These seem like uncontroversial omissions. Perhaps no one will miss Monaco or Tonga in a dyad-year model on conflict onset. However, there are several problematic omissions here. The exclusion of Hanover, the two Hesses (sic), and Mecklenburg means there will be some important conflict-dyad omissions for the various wars of German unification. Belize has (I would argue) a prominent, conspicuous, and interesting spatial rivalry with Guatemala.
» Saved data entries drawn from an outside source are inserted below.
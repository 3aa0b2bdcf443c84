//! Transport, progress, and cancellation for metadata and target fetches.
//!
//! The [`Fetcher`] trait is the only place bytes enter the client. The
//! shipped implementation, [`HttpFetcher`], speaks HTTP(S) through a blocking
//! `reqwest` client and serves `file://` URLs straight from disk, which is
//! how local repositories and tests are read.

use crate::error::{FetchError, IoContext, Result, TufError};
use sha2::{Digest, Sha256};
use std::fs::{self, File};
use std::io::{Read, Write};
use std::path::{Path, PathBuf};
use std::sync::atomic::{AtomicBool, Ordering};
use std::sync::mpsc::{self, Receiver, SyncSender};
use std::sync::Arc;
use std::time::Duration;

pub const DEFAULT_CHUNK_SIZE: usize = 4096;
pub const DEFAULT_TIMEOUT: Duration = Duration::from_secs(30);

// =============================================================================
// Transport
// =============================================================================

/// Opens a URL for streaming.
pub trait Fetcher {
    fn open(&self, url: &str) -> Result<Box<dyn Read + Send>, FetchError>;

    /// Size of each read while streaming a target.
    fn chunk_size(&self) -> usize {
        DEFAULT_CHUNK_SIZE
    }
}

/// Read a whole resource, failing once it exceeds `max_length` bytes.
pub fn fetch_bytes(
    fetcher: &dyn Fetcher,
    url: &str,
    max_length: u64,
) -> Result<Vec<u8>, FetchError> {
    let reader = fetcher.open(url)?;
    let mut bytes = Vec::new();
    reader
        .take(max_length + 1)
        .read_to_end(&mut bytes)
        .map_err(|e| FetchError::Transport {
            url: url.to_string(),
            reason: e.to_string(),
        })?;
    if bytes.len() as u64 > max_length {
        return Err(FetchError::TooLarge {
            url: url.to_string(),
            limit: max_length,
        });
    }
    Ok(bytes)
}

/// HTTP(S) and `file://` fetcher.
pub struct HttpFetcher {
    client: reqwest::blocking::Client,
    chunk_size: usize,
}

impl HttpFetcher {
    pub fn new(timeout: Duration, chunk_size: usize) -> Result<Self, FetchError> {
        let client = reqwest::blocking::Client::builder()
            .timeout(timeout)
            .user_agent(concat!("updraft/", env!("CARGO_PKG_VERSION")))
            .build()
            .map_err(|e| FetchError::Transport {
                url: String::new(),
                reason: e.to_string(),
            })?;
        Ok(Self {
            client,
            chunk_size: chunk_size.max(1),
        })
    }

    fn open_file(url: &str, rest: &str) -> Result<Box<dyn Read + Send>, FetchError> {
        let decoded = urlencoding::decode(rest)
            .map_err(|_| FetchError::UnsupportedUrl(url.to_string()))?;
        let path = Path::new(decoded.as_ref());
        match File::open(path) {
            Ok(file) => Ok(Box::new(file)),
            Err(e) if e.kind() == std::io::ErrorKind::NotFound => {
                Err(FetchError::NotFound(url.to_string()))
            }
            Err(e) => Err(FetchError::Transport {
                url: url.to_string(),
                reason: format!("failed to open {}: {}", path.display(), e),
            }),
        }
    }
}

impl Fetcher for HttpFetcher {
    fn open(&self, url: &str) -> Result<Box<dyn Read + Send>, FetchError> {
        if let Some(rest) = url.strip_prefix("file://") {
            return Self::open_file(url, rest);
        }
        if !(url.starts_with("http://") || url.starts_with("https://")) {
            return Err(FetchError::UnsupportedUrl(url.to_string()));
        }

        let resp = self
            .client
            .get(url)
            .send()
            .map_err(|e| FetchError::Transport {
                url: url.to_string(),
                reason: e.to_string(),
            })?;
        let status = resp.status();
        if status == reqwest::StatusCode::NOT_FOUND || status == reqwest::StatusCode::FORBIDDEN {
            return Err(FetchError::NotFound(url.to_string()));
        }
        if !status.is_success() {
            return Err(FetchError::Http {
                url: url.to_string(),
                status: status.as_u16(),
            });
        }
        Ok(Box::new(resp))
    }

    fn chunk_size(&self) -> usize {
        self.chunk_size
    }
}

// =============================================================================
// Capabilities
// =============================================================================

/// One progress report for a running download.
#[derive(Debug, Clone, Copy, PartialEq, Eq)]
pub enum DownloadProgress {
    /// Percent of the expected length received, non-decreasing.
    Percent(u8),
    /// The expected length is zero; only a byte count is known.
    Indeterminate { bytes: u64 },
}

/// Receives download progress. Called on the downloading thread.
pub trait Progress {
    fn update(&mut self, progress: DownloadProgress);

    fn close(&mut self) {}
}

/// Discards every update.
#[derive(Debug, Default, Clone, Copy)]
pub struct NoProgress;

impl Progress for NoProgress {
    fn update(&mut self, _progress: DownloadProgress) {}
}

/// Asks the user whether to proceed.
pub trait Confirm {
    fn confirm(&mut self, prompt: &str) -> bool;
}

/// Approves every prompt (non-interactive use).
#[derive(Debug, Default, Clone, Copy)]
pub struct AlwaysConfirm;

impl Confirm for AlwaysConfirm {
    fn confirm(&mut self, _prompt: &str) -> bool {
        true
    }
}

/// Forwards progress over a bounded channel without ever blocking.
///
/// Updates are dropped while the channel is full. [`Progress::close`]
/// disconnects the channel, which ends the receiver's iteration.
pub struct ChannelProgress {
    tx: Option<SyncSender<DownloadProgress>>,
}

impl ChannelProgress {
    pub fn new(capacity: usize) -> (Self, Receiver<DownloadProgress>) {
        let (tx, rx) = mpsc::sync_channel(capacity.max(1));
        (Self { tx: Some(tx) }, rx)
    }
}

impl Progress for ChannelProgress {
    fn update(&mut self, progress: DownloadProgress) {
        if let Some(tx) = &self.tx {
            let _ = tx.try_send(progress);
        }
    }

    fn close(&mut self) {
        self.tx = None;
    }
}

/// Shared flag checked at every chunk boundary of a download.
#[derive(Debug, Clone, Default)]
pub struct CancelToken(Arc<AtomicBool>);

impl CancelToken {
    pub fn new() -> Self {
        Self::default()
    }

    pub fn cancel(&self) {
        self.0.store(true, Ordering::SeqCst);
    }

    pub fn is_cancelled(&self) -> bool {
        self.0.load(Ordering::SeqCst)
    }
}

// =============================================================================
// Verified Streaming
// =============================================================================

/// Removes the `.part` file unless the download completed.
struct PartialFile {
    path: PathBuf,
    done: bool,
}

impl Drop for PartialFile {
    fn drop(&mut self) {
        if !self.done {
            let _ = fs::remove_file(&self.path);
        }
    }
}

/// What a streamed download must match.
pub(crate) struct Expected<'a> {
    pub target: &'a str,
    pub length: u64,
    pub sha256: &'a str,
}

/// Stream `url` into `part`, checking length and SHA-256 as bytes arrive,
/// then rename it to `dest`. On any failure `part` is removed.
pub(crate) fn download_verified(
    fetcher: &dyn Fetcher,
    url: &str,
    expected: &Expected<'_>,
    part: &Path,
    dest: &Path,
    progress: &mut dyn Progress,
    cancel: &CancelToken,
) -> Result<()> {
    let result = stream(fetcher, url, expected, part, dest, progress, cancel);
    progress.close();
    result
}

fn stream(
    fetcher: &dyn Fetcher,
    url: &str,
    expected: &Expected<'_>,
    part: &Path,
    dest: &Path,
    progress: &mut dyn Progress,
    cancel: &CancelToken,
) -> Result<()> {
    if cancel.is_cancelled() {
        return Err(TufError::Cancelled);
    }
    let mut source = fetcher.open(url)?;

    if let Some(parent) = part.parent() {
        fs::create_dir_all(parent).at(parent)?;
    }
    let mut guard = PartialFile {
        path: part.to_path_buf(),
        done: false,
    };
    let mut file = File::create(part).at(part)?;

    let integrity = |reason: String| TufError::Integrity {
        target: expected.target.to_string(),
        reason,
    };

    let mut hasher = Sha256::new();
    let mut buf = vec![0u8; fetcher.chunk_size().max(1)];
    let mut received = 0u64;
    let mut last_percent = 0u8;
    if expected.length > 0 {
        progress.update(DownloadProgress::Percent(0));
    }

    loop {
        if cancel.is_cancelled() {
            tracing::info!(target = expected.target, received, "download cancelled");
            return Err(TufError::Cancelled);
        }
        let n = source.read(&mut buf).map_err(|e| FetchError::Transport {
            url: url.to_string(),
            reason: e.to_string(),
        })?;
        if n == 0 {
            break;
        }
        received += n as u64;
        if received > expected.length {
            return Err(integrity(format!(
                "received more than the expected {} bytes",
                expected.length
            )));
        }
        hasher.update(&buf[..n]);
        file.write_all(&buf[..n]).at(part)?;

        if expected.length == 0 {
            progress.update(DownloadProgress::Indeterminate { bytes: received });
        } else {
            let percent = (received * 100 / expected.length) as u8;
            if percent > last_percent {
                last_percent = percent;
                progress.update(DownloadProgress::Percent(percent));
            }
        }
    }

    file.sync_all().at(part)?;
    drop(file);

    if received != expected.length {
        return Err(integrity(format!(
            "expected {} bytes, received {}",
            expected.length, received
        )));
    }
    let actual = hex::encode(hasher.finalize());
    if actual != expected.sha256 {
        return Err(integrity(format!(
            "expected sha256 {}, got {}",
            expected.sha256, actual
        )));
    }

    fs::rename(part, dest).at(dest)?;
    guard.done = true;
    Ok(())
}

// =============================================================================
// Tests
// =============================================================================
//! Command-line front ends for updraft.
//!
//! `updraft` is the client (`tofu`, `download`, `info`); `updraft-repo`
//! authors a repository (`init`, `publish`, `rotate-root`). Both share
//! configuration, terminal prompts, and log setup from this crate.

pub mod colors;
pub mod config;
pub mod error;
pub mod ui;

use tracing_subscriber::EnvFilter;

/// Filter directive for a `-v` count: 0 error, 1 warn, 2 info, 3+ debug.
pub fn log_filter(verbose: u8) -> String {
    let level = match verbose {
        0 => "error",
        1 => "warn",
        2 => "info",
        _ => "debug",
    };
    format!("updraft_core={level},updraft_cli={level}")
}

/// Install the stderr log subscriber. `RUST_LOG` wins over `-v`.
pub fn init_tracing(verbose: u8) {
    let filter =
        EnvFilter::try_from_default_env().unwrap_or_else(|_| EnvFilter::new(log_filter(verbose)));
    let _ = tracing_subscriber::fmt()
        .with_env_filter(filter)
        .with_writer(std::io::stderr)
        .with_target(false)
        .try_init();
}
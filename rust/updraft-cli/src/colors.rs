//! ANSI color helpers for terminal output.
//!
//! Colors are dropped when `NO_COLOR` is set or stderr is not a terminal.

use std::io::IsTerminal;
use std::sync::OnceLock;

fn enabled() -> bool {
    static ENABLED: OnceLock<bool> = OnceLock::new();
    *ENABLED.get_or_init(|| {
        std::env::var_os("NO_COLOR").is_none() && std::io::stderr().is_terminal()
    })
}

fn paint(code: &str, s: &str) -> String {
    if enabled() {
        format!("\x1b[{}m{}\x1b[0m", code, s)
    } else {
        s.to_string()
    }
}

pub fn green(s: &str) -> String {
    paint("32", s)
}

pub fn red(s: &str) -> String {
    paint("31", s)
}

pub fn yellow(s: &str) -> String {
    paint("33", s)
}

pub fn cyan(s: &str) -> String {
    paint("36", s)
}

pub fn bold(s: &str) -> String {
    paint("1", s)
}

pub fn gray(s: &str) -> String {
    paint("90", s)
}

/// Right-aligned bold green label, e.g. `  Downloaded`.
pub fn status_label(label: &str) -> String {
    paint("1;32", &format!("{:>12}", label))
}

/// Right-aligned bold red label for rejections.
pub fn alert_label(label: &str) -> String {
    paint("1;31", &format!("{:>12}", label))
}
Guatemala has at points, has refused to acknowledge Belize’ right to exist, but Belize is no stranger to initiating low-level disputes on the border as well. The Eastern Caribbean omissions mean every observation in the 1983 invasion of Grenada will be dropped.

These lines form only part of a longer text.